ABOUT THIS TASK: Only the lines holding "struct" are wanted here; copy each from the listing.

DATASET EXTRACT:

use serde_json::Value;

use aether_protocol::{EndpointSignature, make_signature_key, parse_signature_key};
use aether_storage::ProviderBundle;
use aether_storage::entities::{provider_api_keys, provider_endpoints};
use aether_transform::{ConversionRegistry, FormatAcceptanceConfig, is_format_compatible};

/// A `(provider, endpoint, key)` triple eligible to serve a request.
#[derive(Debug, Clone)]
pub struct Candidate {
    pub provider_id: i64,
    pub provider_name: String,
    pub endpoint: provider_endpoints::Model,
    pub key: provider_api_keys::Model,
    pub needs_conversion: bool,
    pub provider_api_format: String,
    pub affinity_hit: bool,
}

impl Candidate {
    pub fn endpoint_signature(&self) -> Option<EndpointSignature> {
        parse_signature_key(&self.provider_api_format).ok()
    }
}

/// Candidate enumeration and ranking for dispatch.
///
/// Exact-format matches rank ahead of convertible ones; within a group,
/// affinity hits first, then key priority, then endpoint id for determinism.
#[derive(Debug, Clone, Copy, Default)]
pub struct CacheAwareScheduler {
    registry: ConversionRegistry,
}

impl CacheAwareScheduler {
    pub fn new() -> Self {
        Self {
            registry: ConversionRegistry::new(),
        }
    }

    /// Whether the provider can serve `model`. Providers without an explicit
    /// model list accept everything; mapping happens at billing time.
    fn check_model_support(&self, _bundle: &ProviderBundle, _model: &str) -> bool {
        true
    }

    /// Whether a key may serve an endpoint format: active, and either
    /// advertising no format list or listing this one.
    fn check_key_availability(
        &self,
        key: &provider_api_keys::Model,
        endpoint_format: &str,
    ) -> bool {
        if !key.is_active {
            return false;
        }
        match key.api_formats.as_array() {
            Some(formats) if !formats.is_empty() => formats
                .iter()
                .filter_map(Value::as_str)
                .any(|f| f.trim().eq_ignore_ascii_case(endpoint_format)),
            _ => true,
        }
    }

    #[allow(clippy::too_many_arguments)]
    pub fn build_candidates(
        &self,
        bundles: &[ProviderBundle],
        client_format: EndpointSignature,
        model: &str,
        affinity_key_id: Option<i64>,
        is_stream: bool,
        global_conversion_enabled: bool,
    ) -> Vec<Candidate> {
        let mut candidates: Vec<Candidate> = Vec::new();

        for bundle in bundles {
            if !bundle.provider.is_active || !self.check_model_support(bundle, model) {
                continue;
            }
            // Global or provider-level switch bypasses per-endpoint policy.
            let skip_endpoint_check =
                global_conversion_enabled || bundle.provider.enable_format_conversion;

            for endpoint in &bundle.endpoints {
                if !endpoint.is_active {
                    continue;
                }
                let Ok(endpoint_sig) = parse_signature_key(&make_signature_key_raw(
                    &endpoint.api_family,
                    &endpoint.endpoint_kind,
                )) else {
                    continue;
                };
                let acceptance: Option<FormatAcceptanceConfig> = endpoint
                    .format_acceptance_config
                    .as_ref()
                    .and_then(|raw| serde_json::from_value(raw.clone()).ok());

                let decision = is_format_compatible(
                    client_format,
                    endpoint_sig,
                    acceptance.as_ref(),
                    is_stream,
                    global_conversion_enabled,
                    &self.registry,
                    skip_endpoint_check,
                );
                if !decision.is_compatible {
                    continue;
                }

                let endpoint_format = endpoint_sig.key();
                for key in &bundle.keys {
                    if !self.check_key_availability(key, &endpoint_format) {
                        continue;
                    }
                    candidates.push(Candidate {
                        provider_id: bundle.provider.id,
                        provider_name: bundle.provider.name.clone(),
                        endpoint: endpoint.clone(),
                        key: key.clone(),
                        needs_conversion: decision.needs_conversion,
                        provider_api_format: endpoint_format.clone(),
                        affinity_hit: affinity_key_id.is_some_and(|id| id == key.id),
                    });
                }
            }
        }

        candidates.sort_by(|a, b| {
            a.needs_conversion
                .cmp(&b.needs_conversion)
                .then(b.affinity_hit.cmp(&a.affinity_hit))
                .then(a.key.internal_priority.cmp(&b.key.internal_priority))
                .then(a.endpoint.id.cmp(&b.endpoint.id))
        });
        candidates
    }
}

fn make_signature_key_raw(family: &str, kind: &str) -> String {
    format!(
        "{}:{}",
        family.trim().to_ascii_lowercase(),
        kind.trim().to_ascii_lowercase()
    )
}

/// Signature of a stored endpoint row, normalized.
pub fn endpoint_signature_of(endpoint: &provider_endpoints::Model) -> Option<EndpointSignature> {
    parse_signature_key(&make_signature_key_raw(
        &endpoint.api_family,
        &endpoint.endpoint_kind,
    ))
    .ok()
}

/// Convenience used where only enum values are at hand.
pub fn signature_key_of(endpoint: &provider_endpoints::Model) -> Option<String> {
    endpoint_signature_of(endpoint)
        .map(|sig| make_signature_key(sig.api_family, sig.endpoint_kind))
}

#[cfg(test)]
mod tests {
    use super::*;
    use serde_json::json;
    use time::OffsetDateTime;

    use aether_storage::entities::providers;

    fn endpoint(id: i64, format: &str, acceptance: Option<Value>) -> provider_endpoints::Model {
        let (family, kind) = format.split_once(':').unwrap();
        provider_endpoints::Model {
            id,
            provider_id: 1,
            api_family: family.to_string(),
            endpoint_kind: kind.to_string(),
            base_url: "https://upstream.example".to_string(),
            format_acceptance_config: acceptance,
            body_rules: None,
            extra_headers: None,
            is_active: true,
            created_at: OffsetDateTime::UNIX_EPOCH,
            updated_at: OffsetDateTime::UNIX_EPOCH,
        }
    }

    fn key(id: i64, formats: Value, priority: i32) -> provider_api_keys::Model {
        provider_api_keys::Model {
            id,
            provider_id: 1,
            api_key: "enc".to_string(),
            api_formats: formats,
            internal_priority: priority,
            is_active: true,
            created_at: OffsetDateTime::UNIX_EPOCH,
            updated_at: OffsetDateTime::UNIX_EPOCH,
        }
    }

    fn bundle(
        endpoints: Vec<provider_endpoints::Model>,
        keys: Vec<provider_api_keys::Model>,
    ) -> ProviderBundle {
        ProviderBundle {
            provider: providers::Model {
                id: 1,
                name: "p1".to_string(),
                is_active: true,
                enable_format_conversion: false,
                created_at: OffsetDateTime::UNIX_EPOCH,
                updated_at: OffsetDateTime::UNIX_EPOCH,
            },
            endpoints,
            keys,
        }
    }

    fn sig(key: &str) -> EndpointSignature {
        parse_signature_key(key).unwrap()
    }

    #[test]
    fn cross_format_candidate_when_endpoint_accepts() {
        let scheduler = CacheAwareScheduler::new();
        let bundles = vec![bundle(
            vec![endpoint(
                1,
                "openai:chat",
                Some(json!({
                    "enabled": true,
                    "accept_formats": ["claude:chat"],
                    "stream_conversion": true,
                })),
            )],
            vec![key(1, json!(["openai:chat"]), 1)],
        )];
        let candidates = scheduler.build_candidates(
            &bundles,
            sig("claude:chat"),
            "dummy-model",
            None,
            true,
            true,
        );
        assert_eq!(candidates.len(), 1);
        assert!(candidates[0].needs_conversion);
        assert_eq!(candidates[0].provider_api_format, "openai:chat");
    }

    #[test]
    fn master_switch_off_blocks_cross_format() {
        let scheduler = CacheAwareScheduler::new();
        let bundles = vec![bundle(
            vec![endpoint(
                1,
                "openai:chat",
                Some(json!({
                    "enabled": true,
                    "accept_formats": ["claude:chat"],
                    "stream_conversion": true,
                })),
            )],
            vec![key(1, json!(["openai:chat"]), 1)],
        )];
        let candidates = scheduler.build_candidates(
            &bundles,
            sig("claude:chat"),
            "dummy-model",
            None,
            true,
            false,
        );
        assert!(candidates.is_empty());
    }

    #[test]
    fn global_switch_on_skips_endpoint_policy() {
        let scheduler = CacheAwareScheduler::new();
        let bundles = vec![bundle(
            vec![endpoint(1, "openai:chat", None)],
            vec![key(1, json!(["openai:chat"]), 1)],
        )];
        let candidates = scheduler.build_candidates(
            &bundles,
            sig("claude:chat"),
            "dummy-model",
            None,
            true,
            true,
        );
        assert_eq!(candidates.len(), 1);
        assert!(candidates[0].needs_conversion);
    }

    #[test]
    fn exact_matches_rank_before_convertible() {
        let scheduler = CacheAwareScheduler::new();
        // openai endpoint deliberately listed first; claude (exact) must win.
        let bundles = vec![bundle(
            vec![
                endpoint(
                    1,
                    "openai:chat",
                    Some(json!({
                        "enabled": true,
                        "accept_formats": ["claude:chat"],
                        "stream_conversion": true,
                    })),
                ),
                endpoint(2, "claude:chat", None),
            ],
            vec![
                key(1, json!(["openai:chat"]), 1),
                key(2, json!(["claude:chat"]), 1),
            ],
        )];
        let candidates = scheduler.build_candidates(
            &bundles,
            sig("claude:chat"),
            "dummy-model",
            None,
            true,
            true,
        );
        assert_eq!(candidates.len(), 2);
        assert!(!candidates[0].needs_conversion);
        assert_eq!(candidates[0].provider_api_format, "claude:chat");
        assert!(candidates[1].needs_conversion);
        assert_eq!(candidates[1].provider_api_format, "openai:chat");
    }

    #[test]
    fn affinity_and_priority_break_ties() {
        let scheduler = CacheAwareScheduler::new();
        let bundles = vec![bundle(
            vec![endpoint(1, "openai:chat", None)],
            vec![
                key(1, json!([]), 5),
                key(2, json!([]), 1),
                key(3, json!([]), 9),
            ],
        )];
        // No affinity: lowest internal_priority first.
        let candidates = scheduler.build_candidates(
            &bundles,
            sig("openai:chat"),
            "m",
            None,
            false,
            true,
        );
        assert_eq!(candidates[0].key.id, 2);

        // Affinity on key 3 outranks priority.
        let candidates = scheduler.build_candidates(
            &bundles,
            sig("openai:chat"),
            "m",
            Some(3),
            false,
            true,
        );
        assert_eq!(candidates[0].key.id, 3);
        assert!(candidates[0].affinity_hit);
    }

    #[test]
    fn inactive_keys_and_format_mismatches_are_filtered() {
        let scheduler = CacheAwareScheduler::new();
        let mut inactive = key(1, json!([]), 1);
        inactive.is_active = false;
        let wrong_format = key(2, json!(["claude:chat"]), 1);
        let bundles = vec![bundle(
            vec![endpoint(1, "openai:chat", None)],
            vec![inactive, wrong_format],
        )];
        let candidates = scheduler.build_candidates(
            &bundles,
            sig("openai:chat"),
            "m",
            None,
            false,
            true,
        );
        assert!(candidates.is_empty());
    }
}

FINISHED TASK:
pub struct Candidate {
pub struct CacheAwareScheduler {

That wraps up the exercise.